Very Slow Bhyve VM's on Freenas 11.2 U4.1

jdp220

Cadet
Joined
Jan 10, 2018
Messages
2
Hi Everyone
I recently decided to switch from hosting Plex in a VM on ESXi 6.5 to bare metal so I can try to eliminate a virtualization layer. Also, I have read that a virtualized Freenas is never a good idea-- though I ran it quite well for 3+ years and never lost any data.

Either way, I wanted to have some virtual machines on my Freenas box-- a windows 10 VM and an Ubuntu 18.04 VM.

I have a Dell Precision T7810
Integrated: Intel AHCI 6Gb/s SATA controller with six ports (LSI SAS 9211-8i arrives tomorrow, June 6th to see if this helps)
Intel(R) Xeon(R) CPU E5-2630 v4 @ 2.20GHz (40 cores)
128GBGB 2400MHz DDR4 RDIMM ECC -- RAM might actually be throttled to 2133mhz. I'd have to double check.

I have been testing on several different hard drives, I have two 3TB (7200rpm) drives and Two 2TB (5400rpm) drives and Two 512GB SSD drives..

I originally set my Zvols for the VM's on the 3TB drives which was just mirrored. But the VM performance was slow!!

I then tried putting it on a standalone SSD Drive, however the VM performance is still very slow.

Windows 10 recognizes the CPU cores and the VirtIO NIC (1.118 as suggested).

Ubuntu 18.04 LTS is running, it's slow, but I can manage. The Windows 10 Desktop is supposed to be used as a Remote Desktop machine on a daily basis-- as it was on ESXi.

I'm not exactly sure what is slowing it down.. the CPU in task manager shows low usage, however the DISK shows near 100% all the time. However, on Freenas using gstat or other monitoring tools, it does not appear the disk is being hit that hard. I have tried several different block sizes on the volume as well. Nothing seems to help.

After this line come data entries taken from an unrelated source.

//! TUI rendering with ratatui
//!
//! Tile board, notice line, on-screen keyboard and the end-of-game dialog.

use super::app::{App, Tile};
use crate::core::{Verdict, WORD_LENGTH};
use crate::game::{Input, MAX_ROWS, Outcome, QWERTY_ROWS};
use ratatui::{
    Frame,
    layout::{Alignment, Constraint, Direction, Layout, Position, Rect},
    style::{Color, Modifier, Style},
    text::{Line, Span},
    widgets::{Block, BorderType, Borders, Clear, Paragraph, Wrap},
};
use std::time::Instant;

const TILE_WIDTH: u16 = 7;
const TILE_HEIGHT: u16 = 3;
const BOARD_WIDTH: u16 = WORD_LENGTH as u16 * (TILE_WIDTH + 1) - 1;
const BOARD_HEIGHT: u16 = MAX_ROWS as u16 * TILE_HEIGHT;

const KEY_HEIGHT: u16 = 3;
const KEYBOARD_HEIGHT: u16 = QWERTY_ROWS.len() as u16 * KEY_HEIGHT;

const DIALOG_WIDTH: u16 = 46;
const DIALOG_HEIGHT: u16 = 17;

/// A key of the on-screen keyboard
#[derive(Debug, Clone, Copy, PartialEq, Eq)]
pub enum KeyCap {
    Letter(char),
    Enter,
    Backspace,
}

impl KeyCap {
    #[must_use]
    pub const fn input(self) -> Input {
        match self {
            Self::Letter(letter) => Input::Letter(letter),
            Self::Enter => Input::Submit,
            Self::Backspace => Input::Backspace,
        }
    }

    fn label(self) -> String {
        match self {
            Self::Letter(letter) => letter.to_ascii_uppercase().to_string(),
            Self::Enter => "ENTER".to_string(),
            Self::Backspace => "⌫".to_string(),
        }
    }

    const fn width(self) -> u16 {
        match self {
            Self::Letter(_) => 5,
            Self::Enter | Self::Backspace => 7,
        }
    }
}

/// Screen regions, top to bottom
pub struct ScreenLayout {
    pub header: Rect,
    pub board: Rect,
    pub notice: Rect,
    pub keyboard: Rect,
    pub status: Rect,
}

#[must_use]
pub fn screen_layout(area: Rect) -> ScreenLayout {
    let chunks = Layout::default()
        .direction(Direction::Vertical)
        .constraints([
            Constraint::Length(3),               // Header
            Constraint::Length(BOARD_HEIGHT),    // Tiles
            Constraint::Length(1),               // Notice
            Constraint::Length(KEYBOARD_HEIGHT), // Keyboard
            Constraint::Min(0),
            Constraint::Length(3), // Status bar
        ])
        .split(area);

    ScreenLayout {
        header: chunks[0],
        board: chunks[1],
        notice: chunks[2],
        keyboard: chunks[3],
        status: chunks[5],
    }
}

fn keyboard_rows() -> Vec<Vec<KeyCap>> {
    QWERTY_ROWS
        .iter()
        .enumerate()
        .map(|(i, row)| {
            let mut keys: Vec<KeyCap> = row.chars().map(KeyCap::Letter).collect();
            if i == QWERTY_ROWS.len() - 1 {
                keys.insert(0, KeyCap::Enter);
                keys.push(KeyCap::Backspace);
            }
            keys
        })
        .collect()
}

/// Where each on-screen key is drawn inside the keyboard region
#[must_use]
pub fn key_rects(area: Rect) -> Vec<(Rect, KeyCap)> {
    let mut rects = Vec::new();
    for (i, row) in keyboard_rows().into_iter().enumerate() {
        let total: u16 = row.iter().map(|key| key.width() + 1).sum::<u16>() - 1;
        let mut x = area.x + area.width.saturating_sub(total) / 2;
        let y = area.y + i as u16 * KEY_HEIGHT;

        for key in row {
            rects.push((Rect::new(x, y, key.width(), KEY_HEIGHT), key));
            x += key.width() + 1;
        }
    }
    rects
}

/// The on-screen key under a screen position, if any
#[must_use]
pub fn key_at(area: Rect, column: u16, row: u16) -> Option<KeyCap> {
    let position = Position::new(column, row);
    key_rects(screen_layout(area).keyboard)
        .into_iter()
        .find(|(rect, _)| rect.contains(position))
        .map(|(_, key)| key)
}

fn centered(area: Rect, width: u16, height: u16) -> Rect {
    let width = width.min(area.width);
    let height = height.min(area.height);
    Rect::new(
        area.x + (area.width - width) / 2,
        area.y + (area.height - height) / 2,
        width,
        height,
    )
}

#[must_use]
pub fn dialog_area(area: Rect) -> Rect {
    centered(area, DIALOG_WIDTH, DIALOG_HEIGHT)
}

#[must_use]
pub fn dialog_contains(area: Rect, column: u16, row: u16) -> bool {
    dialog_area(area).contains(Position::new(column, row))
}

fn verdict_style(verdict: Verdict) -> Style {
    let style = match verdict {
        Verdict::Correct => Style::default().fg(Color::Black).bg(Color::Green),
        Verdict::Present => Style::default().fg(Color::Black).bg(Color::Yellow),
        Verdict::Absent => Style::default().fg(Color::White).bg(Color::DarkGray),
    };
    style.add_modifier(Modifier::BOLD)
}

/// Main UI rendering function
pub fn ui(f: &mut Frame, app: &App) {
    let layout = screen_layout(f.area());

    render_header(f, layout.header);
    render_board(f, app, layout.board);
    render_notice(f, app, layout.notice);
    render_keyboard(f, app, layout.keyboard);
    render_status(f, app, layout.status);

    // Dialog goes on top of everything else
    render_dialog(f, app);
}

fn render_header(f: &mut Frame, area: Rect) {
    let header = Paragraph::new("WORDLE")
        .style(
            Style::default()
                .fg(Color::Cyan)
                .add_modifier(Modifier::BOLD),
        )
        .alignment(Alignment::Center)
        .block(
            Block::default()
                .borders(Borders::ALL)
                .border_type(BorderType::Rounded)
                .style(Style::default().fg(Color::Cyan)),
        );
    f.render_widget(header, area);
}

/// Horizontal jitter for a rejected row
fn shake_offset(until: Instant) -> u16 {
    let left = until.saturating_duration_since(Instant::now()).as_millis();
    u16::from((left / 80) % 2 == 0)
}

fn render_board(f: &mut Frame, app: &App, area: Rect) {
    let active = app.active_tile();
    let origin_x = area.x + area.width.saturating_sub(BOARD_WIDTH) / 2;

    for row in 1..=MAX_ROWS {
        let shake = match app.board.shaking_row {
            Some((shaking, until)) if shaking == row => shake_offset(until),
            _ => 0,
        };
        let winning = app.board.winning_row == Some(row);

        for column in 1..=WORD_LENGTH {
            let x = origin_x + shake + (column as u16 - 1) * (TILE_WIDTH + 1);
            let y = area.y + (row as u16 - 1) * TILE_HEIGHT;
            let rect = Rect::new(x, y, TILE_WIDTH, TILE_HEIGHT).intersection(area);
            if rect.is_empty() {
                continue;
            }

            let tile = app.board.tile(row, column);
            let border = if app.board.is_shaking(row) {
                Style::default().fg(Color::Red)
            } else if winning {
                Style::default()
                    .fg(Color::Green)
                    .add_modifier(Modifier::BOLD)
            } else if active == Some((row, column)) {
                Style::default()
                    .fg(Color::White)
                    .add_modifier(Modifier::BOLD)
            } else if tile.letter.is_some() {
                Style::default().fg(Color::Gray)
            } else {
                Style::default().fg(Color::DarkGray)
            };

            f.render_widget(tile_widget(tile, border), rect);
        }
    }
}

fn tile_widget(tile: Tile, border: Style) -> Paragraph<'static> {
    let style = tile.verdict.map_or_else(
        || {
            Style::default()
                .fg(Color::White)
                .add_modifier(Modifier::BOLD)
        },
        verdict_style,
    );
    let letter = tile
        .letter
        .map(|c| c.to_ascii_uppercase().to_string())
        .unwrap_or_default();

    Paragraph::new(letter)
        .style(style)
        .alignment(Alignment::Center)
        .block(
            Block::default()
                .borders(Borders::ALL)
                .border_type(BorderType::Rounded)
                .border_style(border),
        )
}

fn render_notice(f: &mut Frame, app: &App, area: Rect) {
    let Some(notice) = &app.board.notice else {
        return;
    };

    let line = Line::from(Span::styled(
        format!(" {} ", notice.text),
        Style::default()
            .fg(Color::Black)
            .bg(Color::White)
            .add_modifier(Modifier::BOLD),
    ));
    f.render_widget(Paragraph::new(line).alignment(Alignment::Center), area);
}

fn render_keyboard(f: &mut Frame, app: &App, area: Rect) {
    for (rect, key) in key_rects(area) {
        let rect = rect.intersection(area);
        if rect.is_empty() {
            continue;
        }

        let style = app
            .key_color(key)
            .map_or_else(|| Style::default().fg(Color::White), verdict_style);
        let widget = Paragraph::new(key.label())
            .style(style)
            .alignment(Alignment::Center)
            .block(
                Block::default()
                    .borders(Borders::ALL)
                    .border_style(Style::default().fg(Color::DarkGray)),
            );
        f.render_widget(widget, rect);
    }
}

fn render_status(f: &mut Frame, app: &App, area: Rect) {
    let state = app.game.state();
    let progress = match state.outcome() {
        Some(Outcome::Won) => Span::styled("Solved", Style::default().fg(Color::Green)),
        Some(Outcome::Lost) => Span::styled("Out of turns", Style::default().fg(Color::Red)),
        None => Span::raw(format!("Row {}/{MAX_ROWS}", state.current_row())),
    };

    let status = vec![Line::from(vec![
        progress,
        Span::raw(" │ "),
        Span::styled("Ctrl+N", Style::default().fg(Color::Yellow)),
        Span::raw(": New game │ "),
        Span::styled("Ctrl+Q", Style::default().fg(Color::Yellow)),
        Span::raw(": Quit │ "),
        Span::styled("Esc", Style::default().fg(Color::Yellow)),
        Span::raw(": Close dialog"),
    ])];

    let paragraph = Paragraph::new(status)
        .block(
            Block::default()
                .borders(Borders::ALL)
                .border_type(BorderType::Rounded),
        )
        .alignment(Alignment::Center);

    f.render_widget(paragraph, area);
}

fn render_dialog(f: &mut Frame, app: &App) {
    let Some(dialog) = &app.board.dialog else {
        return;
    };

    let area = dialog_area(f.area());
    let accent = match dialog.outcome {
        Outcome::Won => Color::Green,
        Outcome::Lost => Color::Red,
    };

    let mut content = vec![
        Line::from(Span::styled(
            dialog.heading(),
            Style::default().fg(accent).add_modifier(Modifier::BOLD),
        )),
        Line::from(""),
        Line::from(dialog.message()),
        Line::from(""),
        Line::from(Span::styled(
            dialog.share_header(),
            Style::default().add_modifier(Modifier::BOLD),
        )),
    ];
    content.extend(dialog.share.iter().map(|row| Line::from(row.clone())));
    content.push(Line::from(""));
    content.push(Line::from(vec![
        Span::styled("Enter", Style::default().fg(Color::Yellow)),
        Span::raw(": Play again   "),
        Span::styled("Esc", Style::default().fg(Color::Yellow)),
        Span::raw(": Close"),
    ]));

    let paragraph = Paragraph::new(content)
        .alignment(Alignment::Center)
        .wrap(Wrap { trim: true })
        .block(
            Block::default()
                .title(" Game Over ")
                .borders(Borders::ALL)
                .border_type(BorderType::Rounded)
                .border_style(Style::default().fg(accent)),
        );

    f.render_widget(Clear, area);
    f.render_widget(paragraph, area);
}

I normally do not ask for help, as I can usually find the answer online. But I cannot seem to get anything on this.

Does anyone have any suggestions? I would really appreciate any help!
 

jdp220

Cadet
Joined
Jan 10, 2018
Messages
2
So, after some initial windows updates and tweaking the ZVOL block size (From 128k to 16K), it doesn't appear to be maxing out the disk or CPU anymore.. it's just plain slow. However, I downloaded the TimerTool (https://www.ixsystems.com/community/threads/bhyve-windows-10-vm-fix-for-laggy-gui.70406/) and it appears to be much better so far.. but is this the best solution? Aren't there any Tunables or settings I can change to force the timer to be effective the entire duration the VM is booted rather than having the tool running?
 

zizzithefox

Dabbler
Joined
Dec 18, 2017
Messages
41
Listen, I love freenas because it saved my data many many times. BUT... Windows virtualization with bhyve is bad. I barely manage to run a domain controller with windows server 2012 r2. The TimerTool just makes things a little better with regards to responsiveness, but both the disks and the network are painfully slow.
Unless they do something about the storage controller with proper paravirtual support, and implement gpu passthrough in a decent manner, you are just stuck with that kind of performance.
Linux is fine, though.

bhyve is a very promising hypervisor, very stable and all. But it is still very immature.
 

zizzithefox

Dabbler
Joined
Dec 18, 2017
Messages
41
By the way I have always set max frequency at lower levels because bhyve stops any scaling from happening, and I don't want nor need my cpu to run at full power, especially 24/7. Now that I'm also stopping it from TRYING to scale DOWN, which it cannot because of bhyve, it is better.
This is something I discovered by pure chance (-M and -m powerd_flags tunable in rc.conf).
Also, disabling VNC after enabling RDP makes a difference they say, although in my case it does not.
 

zizzithefox

Dabbler
Joined
Dec 18, 2017
Messages
41
Huge performance boost in TrueNAS Code 12.0. If you can, upgrade.